An effort by a group of local dentists to improve the oral health of Clark County children has received a statewide honor.
The Clark County Dental Health Initiative was the winner of the Group Award presented by the Kentucky Health Association as the outstanding public health project in the state.
The dental initiative, which began in 2008, is a partnership between local dentists, the Clark County Health Department, Clark County Community Foundation and Clark County Public Schools.
Twice a year, the group of 15 dentists and volunteers go into each elementary school in the county and apply a fluoride varnish treatment to the teeth of more than 3,000 students in preschool through sixth grade.
Since the first treatments, the decay rate for the students has dropped more than 80 percent, and Clark County now has the lowest decay rate in the state at less than 10 percent, compared to the national rate of 22 percent.
Clark County Health Director Scott Lockard, a member of the health association, said the group was impressed with the collaboration on the project and its results.
“We try to identify an outstanding public health project each year that has made the lives better for the people of the Commonwealth of Kentucky,” Lockard said. “There were several worthwhile submissions, but the committee members were very impressed with the community collaboration and the results. They were also impressed that the outstanding work here has already been replicated with a $1 million grant that Gov. Beshear secured to (establish) the program in Eastern Kentucky.”
The dental initiative is going to be a model for the entire state, Lockard said.
Dr. Rankin Skinner, the leader of the dental group, said the award was a surprise and an honor for the county. He praised the work the dentists have done.
“All these guys here make this work. They shut down their offices and go out there and work with 6,000 students a year, and this is hard work,” Skinner said. “They take pride in this, and they know it’s making a difference in the community.
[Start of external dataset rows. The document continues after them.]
// Copyright (c) 2024-2026 Martin Schröder <info@swedishembedded.com>
//
// SPDX-License-Identifier: MIT
//! Host profile: a one-shot probe of the remote/local host plus
//! Agent-authored path facts (§3 `HostProfile`, §6 host-probe grammar).

use chrono::{DateTime, Utc};

const MAX_NOTES: usize = 20;

#[derive(Debug, Clone)]
pub struct HostProfile {
    pub host_id: String,
    pub hostname: Option<String>,
    pub username: Option<String>,
    pub os: Option<String>,
    pub os_version: Option<String>,
    pub shell: Option<String>,
    pub package_manager: Option<String>,
    pub installed_tools: Vec<String>,
    pub notes: Vec<String>,
    pub last_probed: Option<DateTime<Utc>>,
    pub last_updated: DateTime<Utc>,
}

impl HostProfile {
    pub fn new(host_id: impl Into<String>) -> Self {
        Self {
            host_id: host_id.into(),
            hostname: None,
            username: None,
            os: None,
            os_version: None,
            shell: None,
            package_manager: None,
            installed_tools: Vec::new(),
            notes: Vec::new(),
            last_probed: None,
            last_updated: Utc::now(),
        }
    }

    /// Append a deduplicated path fact, capped at 20 (§4.2).
    pub fn remember(&mut self, note: impl Into<String>) {
        let note = note.into();
        if self.notes.iter().any(|n| n == &note) {
            return;
        }
        if self.notes.len() >= MAX_NOTES {
            self.notes.remove(0);
        }
        self.notes.push(note);
        self.last_updated = Utc::now();
    }

    pub fn apply_probe(&mut self, output: &str) {
        let parsed = parse_probe_output(output);
        self.hostname = parsed.hostname.or_else(|| self.hostname.clone());
        self.username = parsed.username.or_else(|| self.username.clone());
        self.os = parsed.os.or_else(|| self.os.clone());
        self.os_version = parsed.os_version.or_else(|| self.os_version.clone());
        self.shell = parsed.shell.or_else(|| self.shell.clone());
        self.package_manager = parsed.package_manager.or_else(|| self.package_manager.clone());
        self.installed_tools = parsed.installed_tools;
        self.last_probed = Some(Utc::now());
        self.last_updated = Utc::now();
    }
}

#[derive(Default)]
struct ParsedProbe {
    hostname: Option<String>,
    username: Option<String>,
    os: Option<String>,
    os_version: Option<String>,
    shell: Option<String>,
    package_manager: Option<String>,
    installed_tools: Vec<String>,
}

const PKG_MARKERS: &[(&str, &str)] = &[
    ("[PKG_APT]", "apt"),
    ("[PKG_DNF]", "dnf"),
    ("[PKG_YUM]", "yum"),
    ("[PKG_BREW]", "brew"),
    ("[PKG_PACMAN]", "pacman"),
];

const HAS_MARKERS: &[&str] = &[
    "[HAS_GIT]", "[HAS_DOCKER]", "[HAS_PYTHON3]", "[HAS_PYTHON]", "[HAS_NODE]",
    "[HAS_NGINX]", "[HAS_SYSTEMD]", "[HAS_VIM]", "[HAS_NANO]",
];

/// Parse the concatenated output of the fixed host-probe script (§6).
/// Line-oriented and tolerant of extra noise interleaved between markers.
fn parse_probe_output(output: &str) -> ParsedProbe {
    let mut parsed = ParsedProbe::default();
    for line in output.lines() {
        let line = line.trim();
        if let Some(rest) = line.strip_prefix("HOSTNAME=") {
            parsed.hostname = Some(rest.to_string());
        } else if let Some(rest) = line.strip_prefix("USERNAME=") {
            parsed.username = Some(rest.to_string());
        } else if let Some(rest) = line.strip_prefix("OS=") {
            parsed.os = Some(rest.to_string());
        } else if let Some(rest) = line.strip_prefix("OS_VERSION=") {
            parsed.os_version = Some(rest.to_string());
        } else if let Some(rest) = line.strip_prefix("SHELL=") {
            parsed.shell = Some(rest.to_string());
        }
        for (marker, name) in PKG_MARKERS {
            if line.contains(marker) {
                parsed.package_manager = Some(name.to_string());
            }
        }
        for marker in HAS_MARKERS {
            if line.contains(marker) {
                let tool = marker.trim_start_matches("[HAS_").trim_end_matches(']').to_ascii_lowercase();
                if !parsed.installed_tools.contains(&tool) {
                    parsed.installed_tools.push(tool);
                }
            }
        }
    }
    parsed
}

/// Regexes (applied as plain substring/word checks) that mark a piece of
/// text as "dynamic" — not a stable path fact worth remembering — per §4.2's
/// `remember_info` filter: port numbers, PIDs, status codes, percentages,
/// connection counts.
pub fn looks_dynamic(text: &str) -> bool {
    let lower = text.to_ascii_lowercase();
    let has_digit_word = |word: &str| {
        lower
            .split_whitespace()
            .any(|tok| tok.starts_with(word) && tok.chars().any(|c| c.is_ascii_digit()))
    };
    lower.contains("pid ") || lower.contains("port ") || has_digit_word("pid")
        || has_digit_word("port") || lower.contains('%') || lower.contains("connections")
        || lower.contains("status ") && lower.chars().any(|c| c.is_ascii_digit())
}

#[cfg(test)]
mod tests {
    use super::*;

    #[test]
    fn probe_parses_markers() {
        let output = "HOSTNAME=devbox\nOS=Linux\n[PKG_APT] apt 2.4\n[HAS_GIT] git 2.30\n[HAS_DOCKER] docker 24\n";
        let mut profile = HostProfile::new("local");
        profile.apply_probe(output);
        assert_eq!(profile.hostname.as_deref(), Some("devbox"));
        assert_eq!(profile.package_manager.as_deref(), Some("apt"));
        assert!(profile.installed_tools.contains(&"git".to_string()));
        assert!(profile.installed_tools.contains(&"docker".to_string()));
    }

    #[test]
    fn notes_deduplicate_and_cap() {
        let mut profile = HostProfile::new("local");
        for i in 0..25 {
            profile.remember(format!("fact {i}"));
        }
        assert_eq!(profile.notes.len(), MAX_NOTES);
        profile.remember("fact 24".to_string());
        assert_eq!(profile.notes.len(), MAX_NOTES);
    }

    #[test]
    fn dynamic_info_rejected() {
        assert!(looks_dynamic("server is listening on port 8080"));
        assert!(looks_dynamic("disk usage is at 85%"));
        assert!(!looks_dynamic("project source lives at /srv/app/src"));
    }
}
We’re not always first in everything in Clark County, and here we are setting the bar, not only for Kentucky, but the country. This is something they can be really proud of.”
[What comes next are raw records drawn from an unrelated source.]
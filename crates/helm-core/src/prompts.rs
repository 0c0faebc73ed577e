// Copyright (c) 2024-2026 Martin Schröder <info@swedishembedded.com>
//
// SPDX-License-Identifier: MIT
//! Deterministic system-prompt construction (SPEC_FULL.md §4.8): OS, shell,
//! optional host profile, preloaded knowledge snippets, optional uploaded
//! document content, a fixed ReAct-style framing block, an optional
//! stylistic block keyed by an "MBTI" parameter, the available tools, the
//! command-handling rules, and a termination clause.

use helm_term::HostProfile;

/// All optional contextual blocks that can be injected into the system prompt.
#[derive(Debug, Default)]
pub struct PromptContext<'a> {
    /// Snapshot of the driven terminal's host profile, if probed.
    pub host_profile: Option<&'a HostProfile>,
    /// Preloaded knowledge snippets (short project facts, not a full
    /// knowledge base — no persistent knowledge store exists in this spec).
    pub knowledge_snippets: &'a [String],
    /// Contents of a document the user uploaded for this run.
    pub uploaded_document: Option<&'a str>,
    /// Stylistic register the model should adopt, keyed by an "MBTI" code
    /// (e.g. `"INTJ"`); `None` uses the neutral default voice.
    pub mbti: Option<&'a str>,
    /// Text appended verbatim after the default prompt body.
    pub append: Option<&'a str>,
}

fn react_framing() -> &'static str {
    "## Operating Loop\n\n\
     You operate in a Reason-Act-Observe loop: think about what the next step \
     should be, call exactly the tools needed to make progress, then observe \
     their results before deciding the next step. Do not narrate steps you are \
     not about to take. Prefer the smallest safe action that moves the task \
     forward over a large speculative one."
}

fn mbti_style_block(code: &str) -> String {
    format!(
        "## Communication Style\n\n\
         Adopt a communication style consistent with the {code} temperament: \
         let that inform tone and pacing, but never let it override correctness, \
         safety, or the operating loop above."
    )
}

fn tool_rules() -> &'static str {
    "## Command Handling Rules\n\n\
     - Commands are risk-classified before they run. `safe` and `moderate` \
       commands may run automatically depending on configuration; `dangerous` \
       commands require your explicit confirmation step to be acknowledged by \
       the user; `blocked` commands are refused outright — do not retry a \
       blocked command with a workaround that defeats the block.\n\
     - Some commands are rewritten automatically (e.g. `ping` gains `-c 4`, \
       `apt install` gains `-y`) — treat the rewritten form as authoritative.\n\
     - Long-running or streaming commands (servers, `tail -f`, `top`) are \
       started in the background; poll with `get_terminal_context` and stop \
       with `send_control_key` rather than waiting for them to exit on their \
       own.\n\
     - Interactive full-screen programs (editors, pagers, multiplexers) are \
       blocked — use `read_file`/`write_file` for file edits instead of an \
       editor, and avoid pagers by redirecting or using flags that disable \
       them.\n\
     - Use `check_terminal_status` when unsure whether the terminal is idle, \
       busy, or waiting on input before issuing another command.\n\
     - Use `remember_info` for durable facts about this host (where a project \
       or config file lives) — not for transient details like ports or PIDs."
}

fn termination_clause() -> &'static str {
    "## Finishing\n\n\
     Stop and report once the task is complete or you have established that it \
     cannot be completed with the tools available. Do not keep invoking tools \
     after the user's goal has been satisfied."
}

fn host_section(profile: &HostProfile) -> String {
    let os = profile.os.as_deref().unwrap_or("unknown");
    let os_version = profile.os_version.as_deref().unwrap_or("");
    let shell = profile.shell.as_deref().unwrap_or("unknown");
    let pm = profile.package_manager.as_deref().unwrap_or("unknown");
    let tools = if profile.installed_tools.is_empty() {
        "none recorded".to_string()
    } else {
        profile.installed_tools.join(", ")
    };
    let notes = if profile.notes.is_empty() {
        String::new()
    } else {
        format!("\nKnown facts about this host:\n{}", profile.notes.iter().map(|n| format!("- {n}")).collect::<Vec<_>>().join("\n"))
    };
    format!(
        "## Host Profile\n\n\
         Host: `{}`\nOS: {os} {os_version}\nShell: {shell}\nPackage manager: {pm}\nAvailable tools: {tools}{notes}",
        profile.host_id,
    )
}

fn knowledge_section(snippets: &[String]) -> String {
    if snippets.is_empty() {
        return String::new();
    }
    format!(
        "\n\n## Known Project Context\n\n{}",
        snippets.iter().map(|s| format!("- {s}")).collect::<Vec<_>>().join("\n")
    )
}

/// Build the deterministic system prompt for one run.
pub fn system_prompt(ctx: PromptContext<'_>) -> String {
    let identity = "You are an assistant that drives a real shell or SSH session on the \
                     user's behalf. You observe terminal output, run commands, read and \
                     write files, and report back — you never fabricate command output.";

    let host_section = ctx.host_profile.map(host_section).unwrap_or_default();
    let knowledge_section = knowledge_section(ctx.knowledge_snippets);
    let document_section = ctx
        .uploaded_document
        .map(|d| format!("\n\n## Uploaded Document\n\n{d}"))
        .unwrap_or_default();
    let style_section = ctx.mbti.map(mbti_style_block).map(|s| format!("\n\n{s}")).unwrap_or_default();
    let append_section = ctx.append.map(|a| format!("\n\n{a}")).unwrap_or_default();

    format!(
        "{identity}\n\n{}\n\n{}{host_section}{knowledge_section}{document_section}{style_section}\n\n{}{append_section}",
        react_framing(),
        tool_rules(),
        termination_clause(),
    )
}

// ─── Unit tests ──────────────────────────────────────────────────────────────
When he first began looking for volunteers to participate in the initiative, Skinner said someone told him he might find a few people willing to do it once, but it would never last. But that’s not been the case, as many of the dentists, such as Dr. Bonnie Wheetley, Dr. Donna Meek and Dr. Rex McCrary, have been involved each year it’s been held.
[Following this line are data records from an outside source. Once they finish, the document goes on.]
// Copyright (c) 2024-2026 Martin Schröder <info@swedishembedded.com>
//
// SPDX-License-Identifier: MIT
//! Terminal State Tracker (C4): per-session CWD, last command, and bounded
//! execution history.

use std::collections::VecDeque;
use std::path::{Path, PathBuf};
use std::time::{Duration, Instant};

use regex::Regex;
use tracing::debug;

use crate::driver::TerminalKind;

const MAX_HISTORY: usize = 20;
const MAX_OUTPUT_CHARS: usize = 5_000;
const PWD_CHECK_MIN_INTERVAL: Duration = Duration::from_secs(5);
const CWD_PREDICTION_DELAY: Duration = Duration::from_millis(500);

#[derive(Debug, Clone)]
pub struct CommandExecution {
    pub command: String,
    pub output: String,
    pub exit_code: Option<i32>,
    pub started_at: Instant,
    pub completed_at: Option<Instant>,
}

impl CommandExecution {
    fn append_output(&mut self, chunk: &str) {
        self.output.push_str(chunk);
        if self.output.len() > MAX_OUTPUT_CHARS {
            let cut = self.output.len() - MAX_OUTPUT_CHARS;
            self.output.replace_range(0..cut, "");
            self.output = format!("… [truncated]\n{}", self.output);
        }
    }
}

/// Per-session runtime state (§3 `TerminalState`).
pub struct TerminalState {
    pub id: String,
    pub kind: TerminalKind,
    pub cwd: String,
    pub cwd_updated_at: Instant,
    pub last_command: Option<String>,
    pub last_exit_code: Option<i32>,
    pub is_idle: bool,
    pub last_activity_at: Instant,
    pub current_execution: Option<CommandExecution>,
    pub execution_history: VecDeque<CommandExecution>,
    last_pwd_check: Option<Instant>,
    cd_pattern: Regex,
}

impl TerminalState {
    pub fn new(id: impl Into<String>, kind: TerminalKind, initial_cwd: impl Into<String>) -> Self {
        let now = Instant::now();
        Self {
            id: id.into(),
            kind,
            cwd: initial_cwd.into(),
            cwd_updated_at: now,
            last_command: None,
            last_exit_code: None,
            is_idle: true,
            last_activity_at: now,
            current_execution: None,
            execution_history: VecDeque::with_capacity(MAX_HISTORY),
            last_pwd_check: None,
            cd_pattern: Regex::new(r"^\s*(?:builtin\s+)?(cd|pushd|popd|z|j)\b\s*(.*)$").unwrap(),
        }
    }

    /// I5: a new execution must not be started while one is still open.
    pub fn start_command_execution(&mut self, command: &str) {
        debug_assert!(self.current_execution.is_none(), "I5: execution already in flight");
        self.is_idle = false;
        self.last_activity_at = Instant::now();
        self.current_execution = Some(CommandExecution {
            command: command.to_string(),
            output: String::new(),
            exit_code: None,
            started_at: Instant::now(),
            completed_at: None,
        });
    }

    pub fn append_output(&mut self, chunk: &str) {
        self.last_activity_at = Instant::now();
        if let Some(exec) = self.current_execution.as_mut() {
            exec.append_output(chunk);
        }
    }

    pub fn complete_command_execution(&mut self, exit_code: Option<i32>) {
        if let Some(mut exec) = self.current_execution.take() {
            exec.exit_code = exit_code;
            exec.completed_at = Some(Instant::now());
            self.last_command = Some(exec.command.clone());
            self.last_exit_code = exit_code;
            if self.execution_history.len() >= MAX_HISTORY {
                self.execution_history.pop_front();
            }
            self.execution_history.push_back(exec);
        }
        self.is_idle = true;
        self.last_activity_at = Instant::now();
    }

    /// Examine raw input for a CWD-changing command (I6 "command" trigger).
    /// Returns the *predicted* new CWD, if any; callers apply
    /// [`TerminalState::set_cwd`] themselves after honoring
    /// `CWD_PREDICTION_DELAY` and trying the driver's real CWD first.
    pub fn predict_cwd_change(&self, raw_input: &str) -> Option<String> {
        let caps = self.cd_pattern.captures(raw_input.trim())?;
        let target = caps.get(2).map(|m| m.as_str().trim()).unwrap_or("");
        match caps.get(1).map(|m| m.as_str()) {
            Some("cd") | Some("z") | Some("j") => Some(resolve_cwd_path(&self.cwd, target)),
            Some("pushd") if !target.is_empty() => Some(resolve_cwd_path(&self.cwd, target)),
            _ => None, // popd without a directory stack snapshot cannot be predicted
        }
    }

    pub fn cwd_prediction_delay() -> Duration {
        CWD_PREDICTION_DELAY
    }

    /// I6: every CWD update carries a trigger and refreshes `cwd_updated_at`.
    pub fn set_cwd(&mut self, new_cwd: impl Into<String>) {
        self.cwd = new_cwd.into();
        self.cwd_updated_at = Instant::now();
    }

    /// Whether a `pwd_check` refresh is allowed right now. Rate-limited to
    /// one per 5s, and (per §4.4) never issued as a visible write on SSH —
    /// callers must route SSH refreshes through prediction only.
    pub fn pwd_check_allowed(&self) -> bool {
        match self.last_pwd_check {
            None => true,
            Some(t) => t.elapsed() >= PWD_CHECK_MIN_INTERVAL,
        }
    }

    pub fn mark_pwd_checked(&mut self) {
        self.last_pwd_check = Some(Instant::now());
    }
}

/// R1: resolve a `cd`-style target against the current CWD.
///
/// Handles `~`, absolute Unix paths, Windows drive-letter paths, `.`, and
/// `..`, without touching the filesystem (SSH sessions have none locally).
pub fn resolve_cwd_path(cwd: &str, target: &str) -> String {
    let target = target.trim().trim_matches('"').trim_matches('\'');
    if target.is_empty() || target == "~" {
        return dirs_home();
    }
    if let Some(rest) = target.strip_prefix("~/") {
        return join_and_normalize(&dirs_home(), rest);
    }
    if is_windows_absolute(target) {
        return normalize_windows(target);
    }
    if target.starts_with('/') {
        return normalize_unix(target);
    }
    join_and_normalize(cwd, target)
}

fn dirs_home() -> String {
    std::env::var("HOME").unwrap_or_else(|_| "/root".to_string())
}

fn is_windows_absolute(p: &str) -> bool {
    let bytes = p.as_bytes();
    bytes.len() >= 2 && bytes[0].is_ascii_alphabetic() && bytes[1] == b':'
}

fn join_and_normalize(base: &str, rel: &str) -> String {
    if is_windows_absolute(base) {
        let joined = format!("{}\\{}", base.trim_end_matches('\\'), rel.replace('/', "\\"));
        normalize_windows(&joined)
    } else {
        let joined = format!("{}/{}", base.trim_end_matches('/'), rel);
        normalize_unix(&joined)
    }
}

fn normalize_unix(path: &str) -> String {
    let mut stack: Vec<&str> = Vec::new();
    for part in path.split('/') {
        match part {
            "" | "." => {}
            ".." => {
                stack.pop();
            }
            p => stack.push(p),
        }
    }
    format!("/{}", stack.join("/"))
}

fn normalize_windows(path: &str) -> String {
    let path = path.replace('/', "\\");
    let (drive, rest) = path.split_at(2);
    let mut stack: Vec<&str> = Vec::new();
    for part in rest.split('\\') {
        match part {
            "" | "." => {}
            ".." => {
                stack.pop();
            }
            p => stack.push(p),
        }
    }
    if stack.is_empty() {
        format!("{drive}\\")
    } else {
        format!("{drive}\\{}", stack.join("\\"))
    }
}

/// Absolutize a path for display purposes only (not used for resolution).
pub fn display_path(p: &Path) -> String {
    p.to_string_lossy().into_owned()
}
“I’ve been doing this since the first year and I’ve seen the kids go from being apprehensive that we were there to now they are not afraid and they expect us to come,” Wheetley said.
Meek, who applied varnish at the Clark County Preschool this year, said it’s something she looks forward to each year.
“I just love going every year, especially to the preschool. The kids love having us there and they do much better in the school with thier peers than they do in the office with Mom and Dad,” Meek said. “I get to see some of my regular patients and they come running and jump into my arms. It’s exciting to see them get excited about good dental care.”
Even the teachers at the schools are getting excited about the fluoride varnish program, Skinner said.
“Now that teachers know how well the varnish works, they are asking if they can get it too. They never did that in the beginning, but now want it put on their teeth too,” Skinner said. “We’ve come a long way since that first year. This year we only saw a couple of cavities and, my goodness, I’ve never seen so many braces. I was shocked. That means that parents are becoming more aware of the importance of good dental health and that’s exciting.”
Lockard said the varnish program has caught the attention of people across the state, and everywhere he goes, someone asks about getting the program in their areas.
“Kentucky has truly always had some of the poorest oral health in the nation and to see a project that started here in Clark County have the potential to flip that totally upside down and make Clark County a Kentucky leader in oral health is unheard of,” Lockard said. “We are very pleased with the work these guys have done here.”